TASK DETAILS -
What is needed is an exact transcription of every entry below.
MATERIALS PROVIDED Block Start
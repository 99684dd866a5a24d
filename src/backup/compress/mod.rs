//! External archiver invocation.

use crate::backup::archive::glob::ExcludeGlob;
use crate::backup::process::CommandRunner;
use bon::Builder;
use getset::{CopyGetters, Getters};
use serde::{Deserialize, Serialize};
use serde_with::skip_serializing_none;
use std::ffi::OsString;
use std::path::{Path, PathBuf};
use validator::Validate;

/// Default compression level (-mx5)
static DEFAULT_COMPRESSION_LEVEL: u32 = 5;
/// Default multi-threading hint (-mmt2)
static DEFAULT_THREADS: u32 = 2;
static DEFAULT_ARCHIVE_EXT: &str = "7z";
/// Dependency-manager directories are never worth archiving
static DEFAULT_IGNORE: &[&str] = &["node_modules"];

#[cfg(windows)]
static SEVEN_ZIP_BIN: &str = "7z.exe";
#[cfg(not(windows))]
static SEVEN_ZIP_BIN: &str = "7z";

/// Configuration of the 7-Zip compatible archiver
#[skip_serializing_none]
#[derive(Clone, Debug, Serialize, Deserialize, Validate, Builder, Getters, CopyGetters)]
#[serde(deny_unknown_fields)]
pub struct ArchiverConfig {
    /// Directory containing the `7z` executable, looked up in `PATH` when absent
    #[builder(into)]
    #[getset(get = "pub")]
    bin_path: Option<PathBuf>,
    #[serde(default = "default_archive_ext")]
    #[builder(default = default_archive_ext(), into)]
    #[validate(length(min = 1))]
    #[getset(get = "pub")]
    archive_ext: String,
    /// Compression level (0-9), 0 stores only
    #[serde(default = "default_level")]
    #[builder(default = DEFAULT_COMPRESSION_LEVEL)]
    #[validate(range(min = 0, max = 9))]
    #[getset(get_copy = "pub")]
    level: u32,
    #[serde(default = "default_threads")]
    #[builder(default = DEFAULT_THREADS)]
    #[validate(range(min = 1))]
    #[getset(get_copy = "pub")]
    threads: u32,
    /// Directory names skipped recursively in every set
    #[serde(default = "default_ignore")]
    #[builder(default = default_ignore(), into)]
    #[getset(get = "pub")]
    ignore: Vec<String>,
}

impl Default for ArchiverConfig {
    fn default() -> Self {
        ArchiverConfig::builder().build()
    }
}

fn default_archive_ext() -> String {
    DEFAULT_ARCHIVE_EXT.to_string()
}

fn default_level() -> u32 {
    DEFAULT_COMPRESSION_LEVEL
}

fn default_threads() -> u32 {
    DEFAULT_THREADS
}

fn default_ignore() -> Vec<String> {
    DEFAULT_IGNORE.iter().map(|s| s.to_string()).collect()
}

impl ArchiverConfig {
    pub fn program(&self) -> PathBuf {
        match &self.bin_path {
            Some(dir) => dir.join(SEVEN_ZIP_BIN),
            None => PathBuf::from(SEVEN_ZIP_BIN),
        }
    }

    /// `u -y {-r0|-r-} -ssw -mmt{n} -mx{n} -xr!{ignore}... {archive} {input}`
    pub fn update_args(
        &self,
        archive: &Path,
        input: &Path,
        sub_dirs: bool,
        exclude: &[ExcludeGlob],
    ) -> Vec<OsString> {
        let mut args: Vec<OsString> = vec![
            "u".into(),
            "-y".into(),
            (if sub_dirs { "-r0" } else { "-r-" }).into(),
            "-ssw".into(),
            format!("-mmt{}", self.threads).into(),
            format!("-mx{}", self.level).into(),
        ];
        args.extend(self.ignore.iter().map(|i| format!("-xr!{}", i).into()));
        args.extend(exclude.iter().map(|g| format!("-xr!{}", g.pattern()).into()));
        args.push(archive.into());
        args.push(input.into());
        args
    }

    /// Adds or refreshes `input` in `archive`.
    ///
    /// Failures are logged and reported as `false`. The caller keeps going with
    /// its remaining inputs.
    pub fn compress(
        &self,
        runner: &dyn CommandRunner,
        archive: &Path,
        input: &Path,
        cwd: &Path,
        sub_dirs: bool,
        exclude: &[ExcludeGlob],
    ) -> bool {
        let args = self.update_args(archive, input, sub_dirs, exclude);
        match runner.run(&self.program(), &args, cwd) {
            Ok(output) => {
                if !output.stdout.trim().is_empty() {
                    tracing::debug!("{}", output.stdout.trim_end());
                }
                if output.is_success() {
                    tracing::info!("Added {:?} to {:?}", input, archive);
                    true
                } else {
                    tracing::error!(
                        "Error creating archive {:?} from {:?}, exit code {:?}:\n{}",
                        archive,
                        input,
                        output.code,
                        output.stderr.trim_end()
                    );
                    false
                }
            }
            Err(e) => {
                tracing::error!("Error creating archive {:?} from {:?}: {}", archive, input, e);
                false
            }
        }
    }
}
MATERIALS PROVIDED Block End
EXERCISE OUTPUT -
repository 99684dd866a5a24d
filename src/backup/compress/mod.rs
//! External archiver invocation.

use crate::backup::archive::glob::ExcludeGlob;
use crate::backup::process::CommandRunner;
use bon::Builder;
use getset::{CopyGetters, Getters};
use serde::{Deserialize, Serialize};
use serde_with::skip_serializing_none;
use std::ffi::OsString;
use std::path::{Path, PathBuf};
use validator::Validate;

/// Default compression level (-mx5)
static DEFAULT_COMPRESSION_LEVEL: u32 = 5;
/// Default multi-threading hint (-mmt2)
static DEFAULT_THREADS: u32 = 2;
static DEFAULT_ARCHIVE_EXT: &str = "7z";
/// Dependency-manager directories are never worth archiving
static DEFAULT_IGNORE: &[&str] = &["node_modules"];

#[cfg(windows)]
static SEVEN_ZIP_BIN: &str = "7z.exe";
#[cfg(not(windows))]
static SEVEN_ZIP_BIN: &str = "7z";

/// Configuration of the 7-Zip compatible archiver
#[skip_serializing_none]
#[derive(Clone, Debug, Serialize, Deserialize, Validate, Builder, Getters, CopyGetters)]
#[serde(deny_unknown_fields)]
pub struct ArchiverConfig {
    /// Directory containing the `7z` executable, looked up in `PATH` when absent
    #[builder(into)]
    #[getset(get = "pub")]
    bin_path: Option<PathBuf>,
    #[serde(default = "default_archive_ext")]
    #[builder(default = default_archive_ext(), into)]
    #[validate(length(min = 1))]
    #[getset(get = "pub")]
    archive_ext: String,
    /// Compression level (0-9), 0 stores only
    #[serde(default = "default_level")]
    #[builder(default = DEFAULT_COMPRESSION_LEVEL)]
    #[validate(range(min = 0, max = 9))]
    #[getset(get_copy = "pub")]
    level: u32,
    #[serde(default = "default_threads")]
    #[builder(default = DEFAULT_THREADS)]
    #[validate(range(min = 1))]
    #[getset(get_copy = "pub")]
    threads: u32,
    /// Directory names skipped recursively in every set
    #[serde(default = "default_ignore")]
    #[builder(default = default_ignore(), into)]
    #[getset(get = "pub")]
    ignore: Vec<String>,
}

impl Default for ArchiverConfig {
    fn default() -> Self {
        ArchiverConfig::builder().build()
    }
}

fn default_archive_ext() -> String {
    DEFAULT_ARCHIVE_EXT.to_string()
}

fn default_level() -> u32 {
    DEFAULT_COMPRESSION_LEVEL
}

fn default_threads() -> u32 {
    DEFAULT_THREADS
}

fn default_ignore() -> Vec<String> {
    DEFAULT_IGNORE.iter().map(|s| s.to_string()).collect()
}

impl ArchiverConfig {
    pub fn program(&self) -> PathBuf {
        match &self.bin_path {
            Some(dir) => dir.join(SEVEN_ZIP_BIN),
            None => PathBuf::from(SEVEN_ZIP_BIN),
        }
    }

    /// `u -y {-r0|-r-} -ssw -mmt{n} -mx{n} -xr!{ignore}... {archive} {input}`
    pub fn update_args(
        &self,
        archive: &Path,
        input: &Path,
        sub_dirs: bool,
        exclude: &[ExcludeGlob],
    ) -> Vec<OsString> {
        let mut args: Vec<OsString> = vec![
            "u".into(),
            "-y".into(),
            (if sub_dirs { "-r0" } else { "-r-" }).into(),
            "-ssw".into(),
            format!("-mmt{}", self.threads).into(),
            format!("-mx{}", self.level).into(),
        ];
        args.extend(self.ignore.iter().map(|i| format!("-xr!{}", i).into()));
        args.extend(exclude.iter().map(|g| format!("-xr!{}", g.pattern()).into()));
        args.push(archive.into());
        args.push(input.into());
        args
    }

    /// Adds or refreshes `input` in `archive`.
    ///
    /// Failures are logged and reported as `false`. The caller keeps going with
    /// its remaining inputs.
    pub fn compress(
        &self,
        runner: &dyn CommandRunner,
        archive: &Path,
        input: &Path,
        cwd: &Path,
        sub_dirs: bool,
        exclude: &[ExcludeGlob],
    ) -> bool {
        let args = self.update_args(archive, input, sub_dirs, exclude);
        match runner.run(&self.program(), &args, cwd) {
            Ok(output) => {
                if !output.stdout.trim().is_empty() {
                    tracing::debug!("{}", output.stdout.trim_end());
                }
                if output.is_success() {
                    tracing::info!("Added {:?} to {:?}", input, archive);
                    true
                } else {
                    tracing::error!(
                        "Error creating archive {:?} from {:?}, exit code {:?}:\n{}",
                        archive,
                        input,
                        output.code,
                        output.stderr.trim_end()
                    );
                    false
                }
            }
            Err(e) => {
                tracing::error!("Error creating archive {:?} from {:?}: {}", archive, input, e);
                false
            }
        }
    }
}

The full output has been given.